ANTIBODY TO CD18 REDUCES NEUTROPHIL AND T LYMPHOCYTE INFILTRATION AND VASCULAR CELL ADHESION MOLECULE-1 EXPRESSION IN CARDIAC REJECTION1

Most antirejection therapies target immune activation but may not reduce leukocyte infiltration into the graft. The leukocyte integrin CD18 has been shown to be important for leukocyte migration in vitro. We postulated that antibody blockade of CD18 might reduce the migration of different leukocyte subpopulations into myocardium during rejection. Using a rabbit model, we evaluated the effect of a monoclonal antibody to CD18 on the infiltration of neutrophils (polymorphonuclear leukocytes [PMNs]), T lymphocytes, and macrophages into cardiac grafts. In addition, vascular cell adhesion molecule-1 (VCAM-1) expression was assessed to determine the relationship between leukocyte infiltration and VCAM-1 expression, an unblocked alternate adhesion pathway. Donor hearts from Stauffland rabbits were transplanted heterotopically into the cervical position of New Zealand White recipients. Recipient rabbits received either monoclonal antibody to CD18 daily without other immunosuppression (n=51), saline injections as placebo controls (n=52), or nonfunctional isotype-matched antibody (n=4). Recipient rabbits were killed at 1 hr, 6 hr, 24 hr, 3 days, and 7 days after transplantation (10-12 rabbits per group at each time point). PMNs, T lymphocytes, and macrophages were differentiated by routine staining and immunocytochemistry, respectively, and quantified as the number of cells per standardized field.
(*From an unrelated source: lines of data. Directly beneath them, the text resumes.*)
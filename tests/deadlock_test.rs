// SPDX-License-Identifier: AGPL-3.0-or-later
//
// Copyright (C) 2025 Daniel Negri
//
// This program is free software: you can redistribute it and/or modify
// it under the terms of the GNU Affero General Public License as published by
// the Free Software Foundation, either version 3 of the License, or
// (at your option) any later version.
//
// This program is distributed in the hope that it will be useful,
// but WITHOUT ANY WARRANTY; without even the implied warranty of
// MERCHANTABILITY or FITNESS FOR A PARTICULAR PURPOSE. See the
// GNU Affero General Public License for more details.
//
// You should have received a copy of the GNU Affero General Public License
// along with this program. If not, see <https://www.gnu.org/licenses/>.

//! Deadlock detection tests using parking_lot's built-in deadlock detector.
//!
//! The dev-dependency enables `deadlock_detection`, which also applies to the
//! ledger's own `RwLock`, so these tests drive the real engine rather than
//! a mirror of its locking.

use card_ledger_rs::{Engine, ProcessTransactionCommand, TransactionId, TransactionRepository};
use chrono::Utc;
use parking_lot::deadlock;
use std::sync::Arc;
use std::sync::atomic::{AtomicBool, AtomicUsize, Ordering};
use std::thread;
use std::time::Duration;

fn event(kind: &str, id: &str, key: &str, original: &str, amount: i64) -> ProcessTransactionCommand {
    ProcessTransactionCommand {
        transaction_id: id.to_string(),
        transaction_type: kind.to_string(),
        transaction_status: "APPROVED".to_string(),
        original_transaction_id: original.to_string(),
        local_amount: amount,
        local_currency: "BRL".to_string(),
        event_id: format!("evt-{key}"),
        event_created_at: Utc::now(),
        idempotency_key: key.to_string(),
        ..ProcessTransactionCommand::default()
    }
}

// === Deadlock Detector ===

fn start_deadlock_detector() -> Arc<AtomicBool> {
    let running = Arc::new(AtomicBool::new(true));
    let running_clone = running.clone();

    thread::spawn(move || {
        while running_clone.load(Ordering::SeqCst) {
            thread::sleep(Duration::from_millis(100));
            let deadlocks = deadlock::check_deadlock();
            if !deadlocks.is_empty() {
                eprintln!("\n=== DEADLOCK DETECTED ===");
                for (i, threads) in deadlocks.iter().enumerate() {
                    eprintln!("\nDeadlock #{}", i + 1);
                    for t in threads {
                        eprintln!("Thread ID: {:?}", t.thread_id());
                        eprintln!("Backtrace:\n{:#?}", t.backtrace());
                    }
                }
                panic!("Deadlock detected! See output above for details.");
            }
        }
    });

    running
}

fn stop_deadlock_detector(running: Arc<AtomicBool>) {
    running.store(false, Ordering::SeqCst);
    // Let the detector run one last check
    thread::sleep(Duration::from_millis(150));
}

// === Tests ===

/// Many threads adjusting the same purchase.
#[test]
fn no_deadlock_high_contention_single_purchase() {
    let detector = start_deadlock_detector();
    let engine = Arc::new(Engine::new());
    engine
        .process(event("PURCHASE", "tx1", "k-p", "", 500_000))
        .unwrap();

    let handles: Vec<_> = (0..16)
        .map(|t| {
            let engine = Arc::clone(&engine);
            thread::spawn(move || {
                for i in 0..100 {
                    let id = format!("r-{t}-{i}");
                    let _ = engine.process(event("REFUND", &id, &format!("k-{id}"), "tx1", 400));
                }
            })
        })
        .collect();

    for handle in handles {
        handle.join().unwrap();
    }
    stop_deadlock_detector(detector);

    let adjustments = engine
        .repository()
        .get_adjustments_by_transaction_id(&TransactionId::from("tx1"))
        .unwrap();
    let total: i64 = adjustments.iter().map(|a| a.amount().local.amount()).sum();
    assert!(total <= 500_000);
    assert_eq!(adjustments.len(), 1_250);
}

/// Listing and point reads while purchases and adjustments are written.
#[test]
fn no_deadlock_iteration_during_mutation() {
    let detector = start_deadlock_detector();
    let engine = Arc::new(Engine::new());
    let done = Arc::new(AtomicBool::new(false));

    let writers: Vec<_> = (0..4)
        .map(|t| {
            let engine = Arc::clone(&engine);
            thread::spawn(move || {
                for i in 0..200 {
                    let id = format!("p-{t}-{i}");
                    engine
                        .process(event("PURCHASE", &id, &format!("k-{id}"), "", 1_000))
                        .unwrap();
                    let refund = format!("r-{t}-{i}");
                    engine
                        .process(event("REFUND", &refund, &format!("k-{refund}"), &id, 500))
                        .unwrap();
                }
            })
        })
        .collect();

    let reads = Arc::new(AtomicUsize::new(0));
    let readers: Vec<_> = (0..4)
        .map(|_| {
            let engine = Arc::clone(&engine);
            let done = Arc::clone(&done);
            let reads = Arc::clone(&reads);
            thread::spawn(move || {
                while !done.load(Ordering::SeqCst) {
                    for purchase in engine.list_transactions().iter().take(10) {
                        engine.get_transaction(purchase.id().as_str()).unwrap();
                        engine
                            .repository()
                            .get_adjustments_by_transaction_id(purchase.id())
                            .unwrap();
                    }
                    reads.fetch_add(1, Ordering::Relaxed);
                }
            })
        })
        .collect();

    for handle in writers {
        handle.join().unwrap();
    }
    done.store(true, Ordering::SeqCst);
    for handle in readers {
        handle.join().unwrap();
    }
    stop_deadlock_detector(detector);

    assert_eq!(engine.list_transactions().len(), 800);
    assert_eq!(engine.repository().adjustment_count(), 800);
    assert!(reads.load(Ordering::Relaxed) > 0);
}

/// Redeliveries racing first deliveries on overlapping keys.
#[test]
fn no_deadlock_duplicate_deliveries() {
    let detector = start_deadlock_detector();
    let engine = Arc::new(Engine::new());

    let handles: Vec<_> = (0..8)
        .map(|_| {
            let engine = Arc::clone(&engine);
            thread::spawn(move || {
                for i in 0..100 {
                    let id = format!("tx-{i}");
                    let result = engine
                        .process(event("PURCHASE", &id, &format!("k-{id}"), "", 2_000))
                        .unwrap();
                    assert_eq!(result.transaction_id, id);
                }
            })
        })
        .collect();

    for handle in handles {
        handle.join().unwrap();
    }
    stop_deadlock_detector(detector);

    assert_eq!(engine.list_transactions().len(), 100);
}

/// Mixed purchases, adjustments, failures and reads.
#[test]
fn no_deadlock_mixed_operations() {
    let detector = start_deadlock_detector();
    let engine = Arc::new(Engine::new());

    let handles: Vec<_> = (0..8)
        .map(|t| {
            let engine = Arc::clone(&engine);
            thread::spawn(move || {
                for i in 0..100 {
                    let target = format!("m-{}", (t + i) % 20);
                    match i % 4 {
                        0 => {
                            let _ = engine.process(event("PURCHASE", &target, &format!("k-{target}"), "", 10_000));
                        }
                        1 => {
                            let id = format!("rv-{t}-{i}");
                            let _ = engine.process(event("REVERSAL_PURCHASE", &id, &format!("k-{id}"), &target, 3_000));
                        }
                        2 => {
                            let _ = engine.get_transaction(&target);
                        }
                        _ => {
                            let _ = engine.list_transactions();
                        }
                    }
                }
            })
        })
        .collect();

    for handle in handles {
        handle.join().unwrap();
    }
    stop_deadlock_detector(detector);

    for purchase in engine.list_transactions() {
        let total: i64 = engine
            .repository()
            .get_adjustments_by_transaction_id(purchase.id())
            .unwrap()
            .iter()
            .map(|a| a.amount().local.amount())
            .sum();
        assert!(total <= purchase.amount().local.amount());
    }
}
VCAM-1 expression was examined immunocytochemically in 30 treated and 30 control transplanted hearts. Monoclonal antibody to CD18 significantly reduced the infiltration of PMNs and T lymphocytes into myocardium during rejection, but did not affect the infiltration of macrophages. Blocking the CD18/intercellular adhesion molecule-1 adhesion pathway also resulted in a decrease in VCAM-1 expression, which correlated in time with the reduction in T lymphocyte infiltration.